Tuesday, January 02, 2007

Got a problem? Mullet over.

There's a backstory to why I got this book for Christmas, but all we really need to know is that when I was still living with Dad, I was frequently called upon to save the day by my aunt. Her pump would crap out on her, or the lawnmower wouldn't start, or (on more than one occasion, believe it or not) one of her cats would get lost in the heating ducts and I'd go over there and solve the problem. So she thought it might be useful fo rme to have a book like

What Would MacGyver Do?
Brendan Vaughan

Vaughan set up a website and posted ads in several magazines asking people for real-life "MacGyverisms," where they had improvised their way to a unique and creative solution to whatever problem they had been facing. Cool idea, and there are some great stories, but as even Vaughan notes, there are some great MacGyverisms in bad stories, and some lame MacGyverisms in great stories. Though he claims to have weeded out a lot of both of these, as well as some lame MacGyverisms in bad stories, it seems like a lot still slipped through the cracks on him.
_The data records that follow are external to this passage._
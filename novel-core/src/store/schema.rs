use rusqlite::Connection;

use crate::error::Result;

pub const SCHEMA_VERSION: i64 = 1;

pub fn initialize(conn: &Connection) -> Result<()> {
    conn.execute_batch("PRAGMA journal_mode = WAL;")?;
    conn.execute_batch("PRAGMA foreign_keys = ON;")?;
    conn.pragma_update(None, "busy_timeout", 5000)?;

    // The unique keys on chapters and content_versions are the authoritative
    // guards against duplicate generation and duplicate version numbers.
    conn.execute_batch(
        "
        CREATE TABLE IF NOT EXISTS metadata (
            key   TEXT PRIMARY KEY,
            value TEXT NOT NULL
        );

        CREATE TABLE IF NOT EXISTS novels (
            id            TEXT PRIMARY KEY,
            title         TEXT NOT NULL,
            genre         TEXT NOT NULL DEFAULT '',
            description   TEXT NOT NULL DEFAULT '',
            chapter_count INTEGER NOT NULL DEFAULT 0,
            word_count    INTEGER NOT NULL DEFAULT 0,
            created_at    TEXT NOT NULL
        );

        CREATE TABLE IF NOT EXISTS volumes (
            id       TEXT PRIMARY KEY,
            novel_id TEXT NOT NULL REFERENCES novels(id) ON DELETE CASCADE,
            title    TEXT NOT NULL,
            ordinal  INTEGER NOT NULL,
            UNIQUE (novel_id, ordinal)
        );

        CREATE TABLE IF NOT EXISTS chapter_plans (
            id             TEXT PRIMARY KEY,
            novel_id       TEXT NOT NULL REFERENCES novels(id) ON DELETE CASCADE,
            volume_id      TEXT NOT NULL REFERENCES volumes(id) ON DELETE CASCADE,
            chapter_number INTEGER NOT NULL,
            title          TEXT NOT NULL DEFAULT '',
            outline        TEXT NOT NULL DEFAULT '',
            status         TEXT NOT NULL DEFAULT 'draft',
            created_at     TEXT NOT NULL,
            updated_at     TEXT NOT NULL
        );

        CREATE TABLE IF NOT EXISTS chapters (
            id          TEXT PRIMARY KEY,
            novel_id    TEXT NOT NULL REFERENCES novels(id) ON DELETE CASCADE,
            volume_id   TEXT REFERENCES volumes(id) ON DELETE SET NULL,
            plan_id     TEXT UNIQUE REFERENCES chapter_plans(id) ON DELETE SET NULL,
            number      INTEGER NOT NULL,
            title       TEXT NOT NULL DEFAULT '',
            content     TEXT NOT NULL DEFAULT '',
            outline     TEXT NOT NULL DEFAULT '',
            word_count  INTEGER NOT NULL DEFAULT 0,
            created_at  TEXT NOT NULL,
            updated_at  TEXT NOT NULL,
            UNIQUE (novel_id, number)
        );

        CREATE TABLE IF NOT EXISTS techniques (
            id         TEXT PRIMARY KEY,
            title      TEXT NOT NULL,
            content    TEXT NOT NULL DEFAULT '',
            tags       TEXT NOT NULL DEFAULT '[]',
            updated_at TEXT NOT NULL
        );

        CREATE TABLE IF NOT EXISTS content_versions (
            id             TEXT PRIMARY KEY,
            parent_kind    TEXT NOT NULL,
            parent_id      TEXT NOT NULL,
            version_number INTEGER NOT NULL,
            title          TEXT NOT NULL DEFAULT '',
            content        TEXT NOT NULL,
            author         TEXT NOT NULL,
            description    TEXT NOT NULL DEFAULT '',
            created_at     TEXT NOT NULL,
            UNIQUE (parent_kind, parent_id, version_number)
        );

        CREATE TABLE IF NOT EXISTS characters (
            id               TEXT PRIMARY KEY,
            novel_id         TEXT NOT NULL REFERENCES novels(id) ON DELETE CASCADE,
            name             TEXT NOT NULL,
            description      TEXT NOT NULL DEFAULT '',
            first_appearance INTEGER,
            last_appearance  INTEGER,
            created_at       TEXT NOT NULL,
            UNIQUE (novel_id, name)
        );

        CREATE TABLE IF NOT EXISTS world_settings (
            id               TEXT PRIMARY KEY,
            novel_id         TEXT NOT NULL REFERENCES novels(id) ON DELETE CASCADE,
            title            TEXT NOT NULL,
            category         TEXT NOT NULL DEFAULT '',
            description      TEXT NOT NULL DEFAULT '',
            related_chapters TEXT NOT NULL DEFAULT '[]',
            created_at       TEXT NOT NULL,
            UNIQUE (novel_id, title)
        );

        CREATE TABLE IF NOT EXISTS foreshadowings (
            id                     TEXT PRIMARY KEY,
            novel_id               TEXT NOT NULL REFERENCES novels(id) ON DELETE CASCADE,
            title                  TEXT NOT NULL,
            content                TEXT NOT NULL DEFAULT '',
            planted_chapter        INTEGER NOT NULL,
            planned_reveal_chapter INTEGER,
            revealed               INTEGER NOT NULL DEFAULT 0,
            revealed_chapter       INTEGER,
            created_at             TEXT NOT NULL
        );

        CREATE TABLE IF NOT EXISTS chapter_annotations (
            id           TEXT PRIMARY KEY,
            chapter_id   TEXT NOT NULL REFERENCES chapters(id) ON DELETE CASCADE,
            quote        TEXT NOT NULL,
            start_offset INTEGER NOT NULL,
            end_offset   INTEGER NOT NULL,
            note         TEXT NOT NULL DEFAULT '',
            status       TEXT NOT NULL DEFAULT 'open',
            created_at   TEXT NOT NULL
        );

        CREATE INDEX IF NOT EXISTS idx_chapters_novel ON chapters(novel_id, number);
        CREATE INDEX IF NOT EXISTS idx_plans_volume ON chapter_plans(volume_id, chapter_number);
        CREATE INDEX IF NOT EXISTS idx_versions_parent ON content_versions(parent_kind, parent_id);
        CREATE INDEX IF NOT EXISTS idx_characters_novel ON characters(novel_id);
        CREATE INDEX IF NOT EXISTS idx_settings_novel ON world_settings(novel_id);
        CREATE INDEX IF NOT EXISTS idx_foreshadowings_novel ON foreshadowings(novel_id, revealed);
        CREATE INDEX IF NOT EXISTS idx_annotations_chapter ON chapter_annotations(chapter_id, status);
        ",
    )?;

    conn.execute(
        "INSERT OR REPLACE INTO metadata (key, value) VALUES ('schema_version', ?1)",
        [SCHEMA_VERSION.to_string()],
    )?;

    tracing::debug!(version = SCHEMA_VERSION, "store schema initialized");
    Ok(())
}

pub fn get_schema_version(conn: &Connection) -> Result<Option<i64>> {
    let mut stmt = conn.prepare("SELECT value FROM metadata WHERE key = 'schema_version'")?;
    let version = stmt
        .query_row([], |row| {
            let v: String = row.get(0)?;
            Ok(v.parse::<i64>().unwrap_or(0))
        })
        .ok();
    Ok(version)
}

#[cfg(test)]
mod tests {
    use super::*;

    #[test]
    fn test_initialize_creates_tables() {
        let conn = Connection::open_in_memory().unwrap();
        initialize(&conn).unwrap();

        for table in &[
            "novels",
            "volumes",
            "chapter_plans",
            "chapters",
            "techniques",
            "content_versions",
            "characters",
            "world_settings",
            "foreshadowings",
            "chapter_annotations",
        ] {
            let count: i64 = conn
                .query_row(&format!("SELECT count(*) FROM {table}"), [], |row| {
                    row.get(0)
                })
                .unwrap();
            assert_eq!(count, 0, "table {table} should exist and be empty");
        }
    }

    #[test]
    fn test_idempotent_initialize() {
        let conn = Connection::open_in_memory().unwrap();
        initialize(&conn).unwrap();
        initialize(&conn).unwrap();
        assert_eq!(get_schema_version(&conn).unwrap(), Some(SCHEMA_VERSION));
    }

    #[test]
    fn test_version_numbers_are_unique_per_parent() {
        let conn = Connection::open_in_memory().unwrap();
        initialize(&conn).unwrap();

        let insert = "INSERT INTO content_versions
            (id, parent_kind, parent_id, version_number, content, author, created_at)
            VALUES (?1, 'chapter', 'p1', ?2, 'x', 'test', '2024-01-01')";
        conn.execute(insert, rusqlite::params!["v1", 1]).unwrap();
        conn.execute(insert, rusqlite::params!["v2", 2]).unwrap();
        assert!(conn.execute(insert, rusqlite::params!["v3", 1]).is_err());
    }
}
Not that the book isn't entertaining--I even laughed out loud a couple times, and for somebody who was reading a good portion of this over the weekend while curled into a ball and tensing up to ward off the cold frosting the inside of his apartment, that's a pretty strong statement. But there were entire chapters where the MacGyvering of a situation (I'm going to try to use that name in as many parts of speech as possible by the end of this review) was nothing more than saying something clever at the right time. And a couple stories involved people who were obviously doing WAY too much work in their "clever solution," like the guys who tag-teamed sucking water through a garden hose to siphon it out of a pool. Guys, listen--the hose just needs to be full of water, ok? Throw it in the damn pool!! Get all the air out under water, bend one end of it to hold the water in, then move that end downhill. It might--might--be a more elegant solution than trading spit on the end of a strange garden hose you found laying in the dirt at this rented house. I'm just sayin'. And with all the stories posted by pseudonyms, you'd think the guys smuggling cannabis in from Amsterdam would be among them, but no--proving that being clever is not a permanent state.